Graffiti is etched on a bathroom mirror, there are stains on rugs and dingy aisles remain crammed with merchandise.
About 20 miles north, a Wal-Mart in Panorama City, Calif., was remodeled in 2006. A fake wood laminate floor was put down in apparel, with a spacious grid of fixtures that hold coordinated outfits. Lower shelving enables customers to see across the store. New auto-flush toilets were installed.
Shopper Lupe Marrufo, who used to avoid the Panorama City store, said, “This is the first time I’ve gone into this one and thought, ‘This is OK. Now everything looks pretty good.'”
In Gadsden, Ala., about 60 miles north of Birmingham, the remodeled electronics department lured customer Rachel Odom to splurge. “I didn’t even come here to shop for a TV,” she said. “But when they set the nice ones out on display, everything looked so much sharper…and I had to have it.”
Wal-Mart, which built its reputation with low prices and never placed a premium on appearances, now believes clean, contemporary stores are required to woo middle-class shoppers and reinvigorate its lagging U.S. division.
The world’s largest retailer generated $352 billion in revenue last year, and plans to slow the pace of expansion in the U.S., focusing instead on making existing stores more profitable. To achieve that goal, Wal-Mart needs better venues to display the apparel and home decor that it has been working to upgrade. During the past 10 months, the Bentonville, Ark.-based retailer has taken jackhammers and paint rollers to 1,300 stores across the U.S. as part of its biggest remodeling effort in corporate history.
What may be good for the long haul, however, has been painful in the short term.
Work resumed in January after an almost two-month hiatus for holiday selling. The retailer aims to complete partial or full remodels of 500 more stores, for a total of 1,800, by yearend. Disruptions from the projects hurt same-store sales in the third quarter and, by extension, the stock price. Wal-Mart posted its first comps decline in a decade, down 0.1 percent, in November.
The results were better during the fourth quarter, when construction was suspended. U.S. same-store sales rose 1.6 percent, topping analyst expectations, and revenues rose 11 percent to $99.08 billion. But weakness in key categories of home and apparel returned in February when Wal-Mart U.S. sales rose 0.9 percent, below analysts’ expectations of 1 to 2 percent growth.
“We’re expecting a bumpy ride in the first half as these special projects start up again,” said Christine Augustine, a retail analyst with Bear Stearns. “We are expecting disruptions through midyear, but we are ‘outperform’ rated on the stock because I feel there is some light at the end of the tunnel.”

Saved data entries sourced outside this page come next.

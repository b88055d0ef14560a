//! Registry boundary trait and entry types

use crate::error::Result;
use async_trait::async_trait;
use serde::{Deserialize, Serialize};
use std::collections::BTreeMap;
use std::fmt;

/// Device tags (e.g., `IsSimulated=Y`)
pub type Tags = BTreeMap<String, String>;

/// Etag that matches any entry version (unconditional write).
pub const ANY_ETAG: &str = "*";

/// Symmetric key pair issued by the registry for device authentication.
#[derive(Clone, PartialEq, Eq, Serialize, Deserialize)]
pub struct SymmetricKey {
    pub primary: String,
    pub secondary: String,
}

impl fmt::Debug for SymmetricKey {
    fn fmt(&self, f: &mut fmt::Formatter<'_>) -> fmt::Result {
        f.write_str("SymmetricKey(<redacted>)")
    }
}

/// A registered device as the registry sees it.
#[derive(Debug, Clone, PartialEq, Eq, Serialize, Deserialize)]
pub struct RegistryEntry {
    pub device_id: String,
    pub authentication: SymmetricKey,
    pub tags: Tags,
    /// Opaque version token, changes on every update
    pub etag: String,
}

impl RegistryEntry {
    /// Returns a tag value.
    pub fn tag(&self, key: &str) -> Option<&str> {
        self.tags.get(key).map(String::as_str)
    }
}

/// The external device registry.
///
/// Implementations must be safe to call from many tasks at once.
#[async_trait]
pub trait DeviceRegistry: Send + Sync {
    /// Fetch an entry; `Ok(None)` when the device is not registered.
    async fn get(&self, device_id: &str) -> Result<Option<RegistryEntry>>;

    /// Register a new device. Fails with `AlreadyExists` if it is registered.
    async fn create(&self, device_id: &str) -> Result<RegistryEntry>;

    /// Merge `tags` into the entry's tags (last write wins per key).
    /// `etag` must match the entry's current etag unless it is [`ANY_ETAG`].
    async fn update_tags(&self, device_id: &str, tags: &Tags, etag: &str) -> Result<()>;

    /// Read the device's authentication credential.
    async fn get_credential(&self, device_id: &str) -> Result<SymmetricKey>;
}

Mark Miller, a retail analyst at William Blair, reiterated his “outperform” rating, noting in a Feb. 21 research report that “comp sales appear poised to strengthen as we move through 2007, given easier comparisons, uplift from 2006 remodels (and less disruption from 2007 remodels), and stronger real-wage growth.”

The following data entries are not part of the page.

//! Dispatch statistics and send-latency collection.

use crate::error::{Result, SimulatorError};
use hdrhistogram::Histogram;
use serde::{Deserialize, Serialize};
use std::sync::atomic::{AtomicU64, Ordering};
use std::time::Duration;
use tokio::sync::mpsc;

/// Highest trackable latency: one minute, in microseconds
const MAX_LATENCY_US: u64 = 60_000_000;

/// Counters shared by every device loop.
#[derive(Debug, Default)]
pub struct DispatchStats {
    pub devices_connected: AtomicU64,
    pub connection_failures: AtomicU64,
    pub messages_sent: AtomicU64,
    pub send_failures: AtomicU64,
    pub bytes_sent: AtomicU64,
}

impl DispatchStats {
    pub fn new() -> Self {
        Self::default()
    }

    pub fn record_connected(&self) {
        self.devices_connected.fetch_add(1, Ordering::Relaxed);
    }

    pub fn record_connection_failure(&self) {
        self.connection_failures.fetch_add(1, Ordering::Relaxed);
    }

    pub fn record_sent(&self, bytes: u64) {
        self.messages_sent.fetch_add(1, Ordering::Relaxed);
        self.bytes_sent.fetch_add(bytes, Ordering::Relaxed);
    }

    pub fn record_send_failure(&self) {
        self.send_failures.fetch_add(1, Ordering::Relaxed);
    }

    pub fn messages_sent(&self) -> u64 {
        self.messages_sent.load(Ordering::Relaxed)
    }

    pub fn send_failures(&self) -> u64 {
        self.send_failures.load(Ordering::Relaxed)
    }
}

/// Latency statistics.
#[derive(Debug, Clone, Default, PartialEq, Serialize, Deserialize)]
pub struct LatencyStats {
    pub count: u64,
    pub min_us: u64,
    pub max_us: u64,
    pub mean_us: u64,
    pub p50_us: u64,
    pub p95_us: u64,
    pub p99_us: u64,
}

impl LatencyStats {
    /// Formats latency as a human-readable string.
    pub fn format_ms(&self) -> String {
        if self.count == 0 {
            "N/A".to_string()
        } else {
            format!(
                "p50={:.1}ms p95={:.1}ms p99={:.1}ms",
                self.p50_us as f64 / 1000.0,
                self.p95_us as f64 / 1000.0,
                self.p99_us as f64 / 1000.0
            )
        }
    }
}

/// Creates an empty latency histogram.
pub fn new_histogram() -> Result<Histogram<u64>> {
    Histogram::<u64>::new_with_bounds(1, MAX_LATENCY_US, 3)
        .map_err(|e| SimulatorError::Metrics(e.to_string()))
}

/// Collects latency samples into a histogram until every sender is dropped.
pub async fn collect_latencies(
    mut rx: mpsc::UnboundedReceiver<Duration>,
) -> Result<Histogram<u64>> {
    let mut histogram = new_histogram()?;

    while let Some(duration) = rx.recv().await {
        let micros = (duration.as_micros() as u64).clamp(1, MAX_LATENCY_US);
        let _ = histogram.record(micros);
    }

    Ok(histogram)
}

/// Computes latency statistics from a histogram.
pub fn compute_latency_stats(histogram: &Histogram<u64>) -> LatencyStats {
    if histogram.is_empty() {
        return LatencyStats::default();
    }

    LatencyStats {
        count: histogram.len(),
        min_us: histogram.min(),
        max_us: histogram.max(),
        mean_us: histogram.mean() as u64,
        p50_us: histogram.value_at_quantile(0.50),
        p95_us: histogram.value_at_quantile(0.95),
        p99_us: histogram.value_at_quantile(0.99),
    }
}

Wal-Mart would not comment on the remodeling.
Some retail and financial experts believe Wal-Mart has not received enough credit with customers and Wall Street for merchandise improvements because the fashion has been lost in cluttered, drab stores.

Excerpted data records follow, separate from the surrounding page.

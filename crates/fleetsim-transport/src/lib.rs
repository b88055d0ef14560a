//! fleetsim Transport - the telemetry transport boundary
//!
//! A [`Transport`] opens one [`Connection`] per device from that device's
//! connection descriptor. Sends are fire-and-forget from the simulator's
//! point of view: success means the transport accepted the envelope.
//!
//! Built-in transports:
//! - [`LogTransport`]: writes every envelope to the log
//! - [`MemoryTransport`]: records every envelope for inspection

pub mod error;
pub mod logging;
pub mod memory;
pub mod transport;

pub use error::{Result, TransportError};
pub use logging::LogTransport;
pub use memory::{MemoryTransport, SentEnvelope};
pub use transport::{Connection, Transport};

For much of the last three years, sales in stores open at least a year have lagged rival Target Stores Inc. as Target excelled at reaching middle- and upper-middle-class shoppers.
More troubling, Wal-Mart’s stock price has been flat for about seven years and pressure is mounting on chief executive officer H. Lee Scott and Eduardo Castro-Wright, president of the U.S. division. The elevation of chief marketing officer John Fleming to chief merchant in January also signals Wal-Mart is serious about all facets of style.
Fleming is said to be charged with aligning marketing and merchandising to give Wal-Mart a more contemporary aesthetic.
Remodeling so many stores simultaneously has been both costly and, at times, chaotic. During construction, same-store sales at stores being remodeled dropped by 300 basis points, according to data Wal-Mart released to financial analysts in October. Once the work was completed, sales increased by 100 basis points in apparel and 300 basis points in electronics.
Kaye Young, senior vice president of Columbus, Ohio-based retail consultancy Retail Forward, visited about 30 U.S. Wal-Mart stores in October and November. She encountered jackhammering, associates shouting over the din, apparel racks pushed into a central, unreachable clump, blocked aisles and cold winds whipping in from doors propped opened.
“You could see people were clearly frustrated,” Young said. “Whole sections of things would disappear and not reappear.”
At the company’s October meeting with analysts, Scott conceded he was “surprised the disruption that occurred during the remodels was as extensive as it had been.”
Whatever the cost in temporary chaos, many financial analysts and retail experts believe store overhauls are a must.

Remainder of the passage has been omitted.